Chopin – Etudes. Op 10 (1830-32) Played on an 1837 Erard fortepiano (Paris)

Liszt – Réminiscences de Don Juan, S 418 (1841) Played on an 1837 Erard fortepiano (Paris)

Stravinsky – Three Pieces from Petrushka (1911-21) Played on a Steinway Model D

Boasting what must have been one of the best attended pre-concert talks at the Wigmore Hall, this fascinating event presented three instruments, all onstage concurrently: two wonderful fortepianos and a Steinway concert grand we are all, surely, used to. The idea was to present instruments constructed near to the time of three of the various works’ composition: only the Graf for the Schubert was a copy. Both the Graf and the Erard were supplied by the Edwin Beunk Collection in the Netherlands.
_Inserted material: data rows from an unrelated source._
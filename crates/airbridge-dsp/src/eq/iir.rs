//! IIR EQ engine: cascaded biquad sections per band.
//!
//! Zero added latency; minimum-phase, so it introduces phase distortion.
//! CPU cost scales linearly with the number of active bands.

use biquad::{Biquad, Coefficients, DirectForm2Transposed};

use airbridge_core::dsp::EqBand;

use crate::block::AudioBlock;
use crate::eq::design::band_coefficients;
use crate::eq::ToneEq;

struct Section {
    coeffs: Coefficients<f32>,
    filters: Vec<DirectForm2Transposed<f32>>,
}

/// Cascade of per-band biquads with per-channel filter state.
pub struct IirEq {
    sections: Vec<Section>,
    channels: usize,
}

impl IirEq {
    pub fn new(bands: &[EqBand], sample_rate: f32, channels: usize) -> Self {
        let sections = bands
            .iter()
            .filter_map(|band| band_coefficients(band, sample_rate))
            .map(|coeffs| Section {
                coeffs,
                filters: (0..channels)
                    .map(|_| DirectForm2Transposed::<f32>::new(coeffs))
                    .collect(),
            })
            .collect();
        Self { sections, channels }
    }

    /// Number of active (non-identity) sections.
    pub fn active_sections(&self) -> usize {
        self.sections.len()
    }
}

impl ToneEq for IirEq {
    fn process(&mut self, block: &mut AudioBlock) {
        let channels = block.channel_count().min(self.channels);
        for section in &mut self.sections {
            for ch in 0..channels {
                let filter = &mut section.filters[ch];
                for sample in block.channel_mut(ch) {
                    *sample = filter.run(*sample);
                }
            }
        }
    }

    fn latency_frames(&self) -> usize {
        0
    }

    fn reset(&mut self) {
        for section in &mut self.sections {
            for filter in &mut section.filters {
                *filter = DirectForm2Transposed::<f32>::new(section.coeffs);
            }
        }
    }
}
Melnikov spoke eloquently and honestly about the task before him. The programme was a fearsome one (the note count must have been astronomical); the segue from Schubert to Chopin was swift, to crown it all, with Melnikov remaining on stage and simply moving from one instrument to another. The problem was, it all felt too relentless anyway. In both works in the first half there were surprising and frequent technical slips that became off-putting. The opening of the Schubert obviously lacked the bass resonance of the Steinway, and later Melnikov added some remarkably late-Romantic rubato which was sometimes interruptive to the musical argument in the first movement. The characteristics of the instrument were fascinating – clarity in the bass and crystal sound in the high treble – but the shape of the piece overall needed finer articulation. Accuracy in the finale suffered both in terms of fidelity to the actual notes in the text but also in terms of rhythm, which was sometimes decidedly wayward.

The Erard for the Chopin offered a rounder sound, and the bass register was nicely formed (some lovely bass staccato from Melnikov in the A minor) While clarity was still palpably there, the ability to sustain a melodic line was far greater than on the Graf. The midrange of the instrument felt rather muted, too; smudging, a recurrent issue of this performance, was more to do with Melnikov than the instrument itself, though, I found. Again rhythmically there were moments when things felt rather pressed, as if Stravinsky was weighing on the pianist’s mind.

Which maybe it was, and maybe Liszt was too. The Liszt Réminiscences de Don Juan (on the Erard) held distinct points of interest, not least the clarity of the rapid bass of the opening rumblings or in the vocal quality of the instrument’s baritone/low tenor register (for the statement of ‘La ci darem’). Melnikov was able to show his playful side but one did notice the perilous edge to some passages. It was the Stravinsky pieces though that brought us back to the piano sound of today. Positioned at the back of the stage, and therefore more out of eyeline than usual (not that it matters much from the critics’ seats at the very back of the hall in terms of visuals), Melnikov has all the finger-strength and finger virtuosity for this work, and certainly has the dynamic range. This was by far the most enjoyable performance of the evening, full of character as well as the expected pianistic miracles.

One wondered if an encore would be forthcoming after that second half programme, but there it was, offering a sense of peace that was largely missing in the recital proper: Chopin’s E minor Prelude from Op.28, on the Erard.